Nie bój się mówić kocham - czyli kilka słów o wyrażaniu uczuć

Hejołł ;-)

Kolejny raz, wracam do tematu miłości. Tematu, który teoretycznie dawno temu już przerobiłem, a w praktyce, temat ten jest niewyczerpaną studnią postów. Postów, które większości z was się bardzo, bardzo podobają, a szczególnie, podobają się fotografowi, który przygotowuje wspaniałe zdjęcia na bettersiteofme.

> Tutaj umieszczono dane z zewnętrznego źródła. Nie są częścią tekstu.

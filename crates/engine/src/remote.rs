//! Interface to the remote network exchange store.

use std::fmt;
use std::sync::Arc;

use parking_lot::RwLock;
use serde::{Deserialize, Serialize};
use thiserror::Error;

use cxsync_core::RemoteUuid;

#[derive(Debug, Clone, Error)]
pub enum RemoteError {
    #[error("network {0} does not exist on the server")]
    NotFound(RemoteUuid),

    #[error("permission denied: {0}")]
    PermissionDenied(String),

    #[error("transport failure: {0}")]
    Transport(String),

    #[error("server rejected the request ({status}): {message}")]
    Rejected { status: u16, message: String },
}

/// Server, account and password a request runs against. An empty
/// `server_url` stands for the configured default server.
#[derive(Clone, PartialEq, Eq, Serialize, Deserialize)]
pub struct RemoteTarget {
    pub server_url: String,
    pub username: String,
    pub password: String,
    /// Sent as the `User-Agent` of every request made for this target.
    #[serde(default, skip_serializing_if = "Option::is_none")]
    pub user_agent: Option<String>,
}

impl RemoteTarget {
    pub fn new(
        server_url: impl Into<String>,
        username: impl Into<String>,
        password: impl Into<String>,
    ) -> Self {
        Self {
            server_url: server_url.into(),
            username: username.into(),
            password: password.into(),
            user_agent: None,
        }
    }

    pub fn with_user_agent(mut self, user_agent: impl Into<String>) -> Self {
        self.user_agent = Some(user_agent.into());
        self
    }

    /// True if both targets name the same server, ignoring a trailing slash.
    pub fn same_server(&self, server_url: &str) -> bool {
        self.server_url.trim_end_matches('/') == server_url.trim_end_matches('/')
    }
}

impl fmt::Debug for RemoteTarget {
    fn fmt(&self, f: &mut fmt::Formatter<'_>) -> fmt::Result {
        f.debug_struct("RemoteTarget")
            .field("server_url", &self.server_url)
            .field("username", &self.username)
            .field("password", &"<redacted>")
            .field("user_agent", &self.user_agent)
            .finish()
    }
}

/// What the server reports about one stored network.
#[derive(Debug, Clone, PartialEq, Eq, Serialize, Deserialize)]
#[serde(rename_all = "camelCase")]
pub struct NetworkSummary {
    pub uuid: RemoteUuid,
    pub name: String,
    pub owner: String,
    /// Epoch milliseconds.
    pub modified_at: i64,
    pub is_read_only: bool,
    /// Write grant for the requesting account when it is not the owner.
    pub can_write: bool,
}

/// A session against one server and account.
pub trait RemoteStore: Send + Sync {
    fn create_network(&self, payload: &[u8]) -> Result<RemoteUuid, RemoteError>;

    fn update_network(&self, uuid: RemoteUuid, payload: &[u8]) -> Result<(), RemoteError>;

    fn get_network_summary(&self, uuid: RemoteUuid) -> Result<NetworkSummary, RemoteError>;

    fn fetch_network(&self, uuid: RemoteUuid) -> Result<Vec<u8>, RemoteError>;
}

pub trait RemoteConnector: Send + Sync {
    fn connect(&self, target: &RemoteTarget) -> Result<Arc<dyn RemoteStore>, RemoteError>;
}

/// Source of the currently selected server and account.
pub trait TargetProvider: Send + Sync {
    fn current_target(&self) -> Option<RemoteTarget>;
}

/// A [`TargetProvider`] holding one selectable target.
#[derive(Debug, Default)]
pub struct StaticTarget {
    target: RwLock<Option<RemoteTarget>>,
}

impl StaticTarget {
    pub fn new(target: Option<RemoteTarget>) -> Self {
        Self {
            target: RwLock::new(target),
        }
    }

    pub fn select(&self, target: RemoteTarget) {
        *self.target.write() = Some(target);
    }

    pub fn clear(&self) {
        *self.target.write() = None;
    }
}

impl TargetProvider for StaticTarget {
    fn current_target(&self) -> Option<RemoteTarget> {
        self.target.read().clone()
    }
}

Temat na dzisiejszy post, podsunął mi ksiądz który udzielał ślubu mojej kuzynce. A mianowicie, w swoim kazaniu opowiedział, jak to przyszedł do niego pewien starszy mężczyzna i chciał zamówić mszę z okazji 60-lecia małżeństwa. Ksiądz oczywiście przyjął intencję i na sam koniec zapytał tego mężczyznę, o receptę na tak długi związek. Mężczyzna powiedział tylko jedno: "Codziennie mówię mojej żonie, że ją kocham".

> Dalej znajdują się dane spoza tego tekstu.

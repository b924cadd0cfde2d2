use thiserror::Error;

#[derive(Debug, Error)]
pub enum CoreError {
    #[error("serialization error: {0}")]
    Serialization(String),

    #[error("invalid data: {0}")]
    InvalidData(String),
}

impl From<serde_json::Error> for CoreError {
    fn from(e: serde_json::Error) -> Self {
        Self::Serialization(e.to_string())
    }
}
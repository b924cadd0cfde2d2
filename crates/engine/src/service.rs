//! Caller-facing operations: import from CX or from the remote store, save,
//! update and synchronize, identity reconciliation, and summaries.
//!
//! Every operation that touches the document from the engine thread blocks
//! the caller through the [`SyncBridge`]. The document lock is never held
//! across a bridge call.

use std::io::{Cursor, Read};
use std::sync::Arc;

use serde::{Deserialize, Serialize};
use tracing::{debug, info};

use cxsync_core::cx::ElementCodec;
use cxsync_core::{ElementHandle, RemoteNetworkRecord, RemoteUuid};
use cxsync_storage::GraphDocument;

use crate::SharedDocument;
use crate::aspect_cache::AspectCache;
use crate::bridge::SyncBridge;
use crate::config::SyncConfig;
use crate::error::EngineError;
use crate::import::{BuildNetworkTask, ImportSlot, ReadCxTask};
use crate::protocol::{self, SyncPlan, UpdateProtocol};
use crate::remote::{RemoteConnector, RemoteStore, RemoteTarget, TargetProvider};
use crate::summary::{self, CollectionSummary};
use crate::task::{FinishStatus, TaskIterator};

pub const APP_NAME: &str = "cxsync";
pub const API_VERSION: &str = "2";

#[derive(Debug, Clone, PartialEq, Eq, Serialize, Deserialize)]
pub struct SaveParams {
    pub target: RemoteTarget,
    /// Name the network is saved under. The local network takes it once the
    /// save succeeds.
    pub name: Option<String>,
    /// Overwrite the remote copy even if it changed since the last sync.
    pub overwrite_remote_changes: bool,
}

impl SaveParams {
    pub fn new(target: RemoteTarget) -> Self {
        Self {
            target,
            name: None,
            overwrite_remote_changes: false,
        }
    }
}

#[derive(Debug, Clone, PartialEq, Eq, Serialize, Deserialize)]
pub struct ImportParams {
    pub target: RemoteTarget,
    pub uuid: RemoteUuid,
}

#[derive(Debug, Clone, PartialEq, Eq, Serialize, Deserialize)]
#[serde(rename_all = "camelCase")]
pub struct AppInfo {
    pub app_name: String,
    pub app_version: String,
    pub api_version: String,
    pub description: String,
}

pub struct NetworkService<D> {
    document: SharedDocument<D>,
    bridge: SyncBridge,
    connector: Arc<dyn RemoteConnector>,
    targets: Arc<dyn TargetProvider>,
    cache: AspectCache,
    config: SyncConfig,
}

impl<D: GraphDocument + Send + 'static> NetworkService<D> {
    pub fn new(
        document: SharedDocument<D>,
        bridge: SyncBridge,
        connector: Arc<dyn RemoteConnector>,
        targets: Arc<dyn TargetProvider>,
        config: SyncConfig,
    ) -> Self {
        Self {
            document,
            bridge,
            connector,
            targets,
            cache: AspectCache::default(),
            config,
        }
    }

    pub fn with_codec(mut self, codec: Arc<dyn ElementCodec>) -> Self {
        self.cache = AspectCache::new(codec);
        self
    }

    pub fn document(&self) -> &SharedDocument<D> {
        &self.document
    }

    pub fn cache(&self) -> &AspectCache {
        &self.cache
    }

    pub fn config(&self) -> &SyncConfig {
        &self.config
    }

    fn protocol(&self) -> UpdateProtocol<D> {
        UpdateProtocol::new(
            Arc::clone(&self.document),
            self.bridge.clone(),
            self.cache.clone(),
            self.config.retry,
        )
    }

    /// Reads a CX stream into a new collection and network.
    pub fn import_from_cx(
        &self,
        source: impl Read + Send + 'static,
    ) -> Result<ElementHandle, EngineError> {
        let slot = ImportSlot::default();
        let mut tasks = TaskIterator::new();
        tasks.push(ReadCxTask::new(Box::new(source), Arc::clone(&slot)));
        tasks.push(BuildNetworkTask::new(
            Arc::clone(&self.document),
            self.cache.clone(),
            Arc::clone(&slot),
        ));

        let status = self.bridge.execute(tasks)?;
        let mut state = slot.lock();
        match status {
            FinishStatus::Succeeded => state
                .network
                .take()
                .ok_or_else(|| EngineError::Incomplete("import produced no network".into())),
            FinishStatus::Failed { title, message, .. } => Err(state
                .failure
                .take()
                .unwrap_or_else(|| EngineError::Incomplete(format!("{title}: {message}")))),
            FinishStatus::Cancelled { step } => Err(EngineError::Incomplete(format!(
                "import cancelled after {step} step(s)"
            ))),
        }
    }

    /// Downloads a remote network, imports it and links the new local
    /// network to its remote copy.
    pub fn import_from_remote(&self, params: &ImportParams) -> Result<ElementHandle, EngineError> {
        let target = self.resolve_target(&params.target)?;
        let remote = self.connector.connect(&target)?;
        let summary = remote.get_network_summary(params.uuid)?;
        let payload = remote.fetch_network(params.uuid)?;
        debug!(uuid = %params.uuid, bytes = payload.len(), "fetched remote network");

        let network = self.import_from_cx(Cursor::new(payload))?;
        let record = RemoteNetworkRecord::new(params.uuid, target.server_url, summary.modified_at);
        self.cache
            .set_remote_record(&mut *self.document.lock(), network, &record)?;
        info!(network = %network, uuid = %params.uuid, "imported remote network");
        Ok(network)
    }

    /// Saves the network as a new remote network, whether or not it already
    /// has a remote copy.
    pub fn save_to_remote(
        &self,
        network: ElementHandle,
        params: &SaveParams,
    ) -> Result<RemoteUuid, EngineError> {
        let (target, name) = self.prepare(network, params)?;
        let remote = self.connect_for_create(&target)?;
        Ok(self.protocol().with_name(name).create(network, remote, &target)?.uuid)
    }

    /// Overwrites the network's existing remote copy.
    pub fn update_in_remote(
        &self,
        network: ElementHandle,
        params: &SaveParams,
    ) -> Result<RemoteUuid, EngineError> {
        let (target, name) = self.prepare(network, params)?;
        let protocol = self.protocol().with_name(name);
        let SyncPlan::Update(record) = protocol.plan(network)? else {
            return Err(EngineError::RemoteValidation {
                uuid: None,
                reason: format!("network {network} has no remote copy"),
            });
        };
        let remote = self.connect_for_update(&target, record.uuid)?;
        Ok(protocol
            .update(network, remote, &record, &target, params.overwrite_remote_changes)?
            .uuid)
    }

    /// Creates the remote copy if there is none, otherwise updates it.
    pub fn sync_to_remote(
        &self,
        network: ElementHandle,
        params: &SaveParams,
    ) -> Result<RemoteUuid, EngineError> {
        let (target, name) = self.prepare(network, params)?;
        let protocol = self.protocol().with_name(name);
        let record = match protocol.plan(network)? {
            SyncPlan::CreateNew => {
                let remote = self.connect_for_create(&target)?;
                protocol.create(network, remote, &target)?
            }
            SyncPlan::Update(record) => {
                let remote = self.connect_for_update(&target, record.uuid)?;
                protocol.update(network, remote, &record, &target, params.overwrite_remote_changes)?
            }
        };
        Ok(record.uuid)
    }

    /// Links `network` to `candidate` on the currently selected server after
    /// checking the candidate exists and is writable there.
    pub fn reconcile_remote_identity(
        &self,
        network: ElementHandle,
        candidate: RemoteUuid,
    ) -> Result<RemoteUuid, EngineError> {
        self.require_network(network)?;
        let selected = self
            .targets
            .current_target()
            .ok_or_else(|| EngineError::InvalidParameters("no remote server selected".into()))?;
        let target = self.resolve_target(&selected)?;

        let remote = self.connect_for_update(&target, candidate)?;
        let summary = remote
            .get_network_summary(candidate)
            .map_err(|e| EngineError::RemoteValidation {
                uuid: Some(candidate),
                reason: e.to_string(),
            })?;
        protocol::check_access(&summary, &target).map_err(|reason| {
            EngineError::RemoteValidation {
                uuid: Some(candidate),
                reason,
            }
        })?;

        let record = RemoteNetworkRecord::new(candidate, target.server_url.clone(), summary.modified_at);
        self.cache
            .set_remote_record(&mut *self.document.lock(), network, &record)?;
        info!(network = %network, uuid = %candidate, "remote identity reconciled");
        Ok(candidate)
    }

    pub fn summary(&self, handle: ElementHandle) -> Result<CollectionSummary, EngineError> {
        let doc = self.document.lock();
        summary::build_summary(&*doc, &self.cache, handle)
    }

    pub fn app_info(&self) -> AppInfo {
        AppInfo {
            app_name: APP_NAME.to_string(),
            app_version: env!("CARGO_PKG_VERSION").to_string(),
            api_version: API_VERSION.to_string(),
            description: "Synchronizes local networks with a remote CX network store".to_string(),
        }
    }

    fn require_network(&self, network: ElementHandle) -> Result<(), EngineError> {
        match self.document.lock().network(network)? {
            Some(_) => Ok(()),
            None => Err(EngineError::NetworkNotFound(network.to_string())),
        }
    }

    /// Resolves the target and normalizes the requested name. Nothing in the
    /// document changes here.
    fn prepare(
        &self,
        network: ElementHandle,
        params: &SaveParams,
    ) -> Result<(RemoteTarget, Option<String>), EngineError> {
        let target = self.resolve_target(&params.target)?;
        self.require_network(network)?;
        let name = match params.name.as_deref().map(str::trim) {
            Some("") => {
                return Err(EngineError::InvalidParameters("network name is empty".into()));
            }
            Some(name) => Some(name.to_string()),
            None => None,
        };
        Ok((target, name))
    }

    fn resolve_target(&self, target: &RemoteTarget) -> Result<RemoteTarget, EngineError> {
        let resolved = self.config.server.resolve(target);
        check_target(&resolved)?;
        Ok(resolved)
    }

    fn connect_for_create(&self, target: &RemoteTarget) -> Result<Arc<dyn RemoteStore>, EngineError> {
        self.connector
            .connect(target)
            .map_err(|e| EngineError::RemoteFatal {
                attempts: 1,
                last_error: e.to_string(),
            })
    }

    fn connect_for_update(
        &self,
        target: &RemoteTarget,
        uuid: RemoteUuid,
    ) -> Result<Arc<dyn RemoteStore>, EngineError> {
        self.connector
            .connect(target)
            .map_err(|e| EngineError::RemoteValidation {
                uuid: Some(uuid),
                reason: e.to_string(),
            })
    }
}

fn check_target(target: &RemoteTarget) -> Result<(), EngineError> {
    if target.server_url.trim().is_empty() {
        return Err(EngineError::InvalidParameters("server url is empty".into()));
    }
    if target.username.trim().is_empty() {
        return Err(EngineError::InvalidParameters("username is empty".into()));
    }
    Ok(())
}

Ta prosta historia, wywarła na mnie na prawdę wrażenie i zmusiła mnie także do pewnej refleksji, refleksji na temat tego jak wygląda mój związek i czy to proste słowo "kocham" może być naprawdę aż tak ważne. Wiemy przecież i to nie od dziś że liczy się głównie nie to co mówimy, a to jak na codzień okazujemy tą miłość w życiu. Po głowie, chodzi mi teraz pewna piosenka genialnego zespołu Extreme pt. "More than words". W tej piosence, a dokładnie w jej drugiej zwrotce jest fragment mówiący o mówieniu o uczuciach:

"More than words is all I ever needed you to show
Then you wouldn't have to say that you love me
`Cause I'd already know"


Znaczy to mniej więcej:

"Bo bardziej niż słów, zawsze bardziej pragnąłem,
żebyś okazała mi co czujesz
Wtedy nie musiałabyś już mówić, że mnie kochasz
bo ja już bym wiedział"



Pomijając fakt że uwielbiam Extreme i namawiam do bliższego zapoznania się z ich twórczością. To ten fragment, tak jak i cała piosenka, mówi o tym że słowa nie potrafią wyrazić uczuć w tak jasny sposób jak proste czynności, takie jak, choćby przytulenie tej kochanej osoby ;)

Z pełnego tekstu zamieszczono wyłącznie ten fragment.